* _WORK INSTRUCTIONS_
Return all lines in the data where the string "processor" can be found.

* _DATA SECTION_
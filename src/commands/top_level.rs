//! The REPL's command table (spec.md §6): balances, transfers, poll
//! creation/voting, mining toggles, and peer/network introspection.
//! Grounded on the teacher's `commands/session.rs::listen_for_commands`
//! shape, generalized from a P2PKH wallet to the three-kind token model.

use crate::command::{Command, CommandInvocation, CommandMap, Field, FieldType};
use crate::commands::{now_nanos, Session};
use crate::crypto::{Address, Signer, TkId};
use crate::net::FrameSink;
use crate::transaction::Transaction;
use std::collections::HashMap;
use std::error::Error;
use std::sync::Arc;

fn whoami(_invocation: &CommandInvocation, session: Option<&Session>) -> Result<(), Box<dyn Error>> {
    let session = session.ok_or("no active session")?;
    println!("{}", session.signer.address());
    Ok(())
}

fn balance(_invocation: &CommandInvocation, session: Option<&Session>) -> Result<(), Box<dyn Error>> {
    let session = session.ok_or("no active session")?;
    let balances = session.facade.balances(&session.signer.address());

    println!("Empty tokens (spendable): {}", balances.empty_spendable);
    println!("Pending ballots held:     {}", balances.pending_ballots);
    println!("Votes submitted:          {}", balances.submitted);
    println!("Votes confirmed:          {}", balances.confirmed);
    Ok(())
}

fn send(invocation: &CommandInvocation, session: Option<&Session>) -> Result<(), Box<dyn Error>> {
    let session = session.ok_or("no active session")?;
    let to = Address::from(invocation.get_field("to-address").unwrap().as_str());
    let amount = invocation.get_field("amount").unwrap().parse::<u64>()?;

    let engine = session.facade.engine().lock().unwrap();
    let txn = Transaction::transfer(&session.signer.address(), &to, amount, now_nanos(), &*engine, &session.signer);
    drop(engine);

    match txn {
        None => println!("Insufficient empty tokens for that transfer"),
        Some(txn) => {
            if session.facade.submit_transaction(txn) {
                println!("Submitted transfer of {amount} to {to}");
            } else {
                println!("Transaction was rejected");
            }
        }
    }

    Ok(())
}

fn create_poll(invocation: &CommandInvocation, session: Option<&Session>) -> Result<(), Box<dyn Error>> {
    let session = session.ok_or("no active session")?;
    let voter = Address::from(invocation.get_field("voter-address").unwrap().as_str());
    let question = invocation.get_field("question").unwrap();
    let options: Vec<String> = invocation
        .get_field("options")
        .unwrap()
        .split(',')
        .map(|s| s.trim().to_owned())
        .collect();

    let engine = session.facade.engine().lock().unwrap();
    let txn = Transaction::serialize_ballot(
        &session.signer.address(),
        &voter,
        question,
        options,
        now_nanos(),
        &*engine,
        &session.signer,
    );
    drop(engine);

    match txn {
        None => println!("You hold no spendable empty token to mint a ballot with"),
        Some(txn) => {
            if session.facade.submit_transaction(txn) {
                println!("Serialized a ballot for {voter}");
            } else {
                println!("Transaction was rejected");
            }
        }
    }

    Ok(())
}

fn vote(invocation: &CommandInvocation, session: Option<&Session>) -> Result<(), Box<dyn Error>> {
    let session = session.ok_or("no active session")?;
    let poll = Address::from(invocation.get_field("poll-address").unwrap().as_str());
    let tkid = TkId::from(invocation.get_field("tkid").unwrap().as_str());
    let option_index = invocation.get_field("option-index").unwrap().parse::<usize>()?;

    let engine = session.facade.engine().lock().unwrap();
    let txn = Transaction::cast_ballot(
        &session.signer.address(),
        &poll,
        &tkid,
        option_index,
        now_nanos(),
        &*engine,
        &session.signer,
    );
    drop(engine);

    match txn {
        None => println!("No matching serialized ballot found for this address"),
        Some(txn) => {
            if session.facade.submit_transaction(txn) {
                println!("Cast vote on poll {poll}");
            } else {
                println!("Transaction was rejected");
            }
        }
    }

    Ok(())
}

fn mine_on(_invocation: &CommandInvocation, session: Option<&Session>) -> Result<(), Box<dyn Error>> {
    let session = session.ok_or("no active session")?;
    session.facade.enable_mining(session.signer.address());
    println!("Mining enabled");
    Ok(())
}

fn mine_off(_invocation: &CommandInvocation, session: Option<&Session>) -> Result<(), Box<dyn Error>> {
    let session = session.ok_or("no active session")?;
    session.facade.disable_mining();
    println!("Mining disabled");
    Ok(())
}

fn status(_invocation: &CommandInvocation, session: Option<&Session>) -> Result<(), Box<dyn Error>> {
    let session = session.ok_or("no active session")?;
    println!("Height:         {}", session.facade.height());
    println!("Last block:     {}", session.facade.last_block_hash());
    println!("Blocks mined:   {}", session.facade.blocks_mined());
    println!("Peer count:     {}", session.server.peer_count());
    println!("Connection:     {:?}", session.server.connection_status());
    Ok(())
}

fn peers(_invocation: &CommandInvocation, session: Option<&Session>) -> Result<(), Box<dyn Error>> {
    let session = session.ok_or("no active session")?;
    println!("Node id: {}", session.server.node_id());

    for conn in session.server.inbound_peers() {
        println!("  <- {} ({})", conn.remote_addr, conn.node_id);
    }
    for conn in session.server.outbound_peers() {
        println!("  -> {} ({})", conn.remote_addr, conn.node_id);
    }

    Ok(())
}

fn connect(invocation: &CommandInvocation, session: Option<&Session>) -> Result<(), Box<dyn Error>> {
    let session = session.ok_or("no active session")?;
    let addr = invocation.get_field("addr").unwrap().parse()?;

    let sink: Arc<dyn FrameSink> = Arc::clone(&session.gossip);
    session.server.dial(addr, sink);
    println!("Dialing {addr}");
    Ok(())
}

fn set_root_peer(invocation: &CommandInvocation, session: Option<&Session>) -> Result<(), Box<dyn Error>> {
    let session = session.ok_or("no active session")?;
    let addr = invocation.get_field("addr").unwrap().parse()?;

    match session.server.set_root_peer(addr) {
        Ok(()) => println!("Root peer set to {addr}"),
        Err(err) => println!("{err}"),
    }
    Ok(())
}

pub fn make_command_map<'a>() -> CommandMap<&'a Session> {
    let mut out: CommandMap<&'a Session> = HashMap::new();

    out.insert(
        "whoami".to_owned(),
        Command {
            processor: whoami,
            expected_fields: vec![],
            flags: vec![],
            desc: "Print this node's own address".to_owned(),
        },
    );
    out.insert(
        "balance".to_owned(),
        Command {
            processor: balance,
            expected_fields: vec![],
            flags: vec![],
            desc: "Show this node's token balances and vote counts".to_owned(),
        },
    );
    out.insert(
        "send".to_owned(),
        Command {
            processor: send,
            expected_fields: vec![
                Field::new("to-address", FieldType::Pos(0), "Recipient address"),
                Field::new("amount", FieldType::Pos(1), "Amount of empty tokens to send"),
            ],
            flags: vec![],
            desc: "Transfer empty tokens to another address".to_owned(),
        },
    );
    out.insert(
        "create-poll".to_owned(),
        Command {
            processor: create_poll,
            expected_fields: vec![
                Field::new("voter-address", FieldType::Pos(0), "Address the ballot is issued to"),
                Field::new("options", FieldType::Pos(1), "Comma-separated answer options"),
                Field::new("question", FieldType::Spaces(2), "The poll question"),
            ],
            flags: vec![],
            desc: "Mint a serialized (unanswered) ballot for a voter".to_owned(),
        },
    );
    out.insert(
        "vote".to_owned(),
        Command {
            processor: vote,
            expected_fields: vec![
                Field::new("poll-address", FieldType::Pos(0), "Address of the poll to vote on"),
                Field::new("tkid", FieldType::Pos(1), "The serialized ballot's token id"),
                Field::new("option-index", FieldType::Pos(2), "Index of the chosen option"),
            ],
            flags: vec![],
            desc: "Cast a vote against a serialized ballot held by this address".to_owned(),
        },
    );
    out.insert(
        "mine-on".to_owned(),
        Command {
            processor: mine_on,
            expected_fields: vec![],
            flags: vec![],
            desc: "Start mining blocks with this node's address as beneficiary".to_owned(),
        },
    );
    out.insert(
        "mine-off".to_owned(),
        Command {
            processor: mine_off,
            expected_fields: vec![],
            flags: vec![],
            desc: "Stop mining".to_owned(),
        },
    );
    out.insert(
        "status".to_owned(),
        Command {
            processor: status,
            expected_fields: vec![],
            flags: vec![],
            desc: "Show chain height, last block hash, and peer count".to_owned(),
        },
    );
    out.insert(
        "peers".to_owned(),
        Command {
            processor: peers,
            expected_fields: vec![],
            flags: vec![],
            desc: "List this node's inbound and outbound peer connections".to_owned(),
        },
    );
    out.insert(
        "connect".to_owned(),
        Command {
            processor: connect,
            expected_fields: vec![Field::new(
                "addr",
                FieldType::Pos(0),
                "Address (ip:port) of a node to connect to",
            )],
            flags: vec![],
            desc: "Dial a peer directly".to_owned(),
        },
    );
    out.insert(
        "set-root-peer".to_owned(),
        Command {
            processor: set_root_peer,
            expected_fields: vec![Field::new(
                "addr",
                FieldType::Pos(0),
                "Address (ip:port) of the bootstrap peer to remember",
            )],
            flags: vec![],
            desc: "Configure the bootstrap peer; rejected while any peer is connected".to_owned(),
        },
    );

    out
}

* _ANSWER TO THE EXERCISE_
            processor: whoami,
            processor: balance,
            processor: send,
            processor: create_poll,
            processor: vote,
            processor: mine_on,
            processor: mine_off,
            processor: status,
            processor: peers,
            processor: connect,
            processor: set_root_peer,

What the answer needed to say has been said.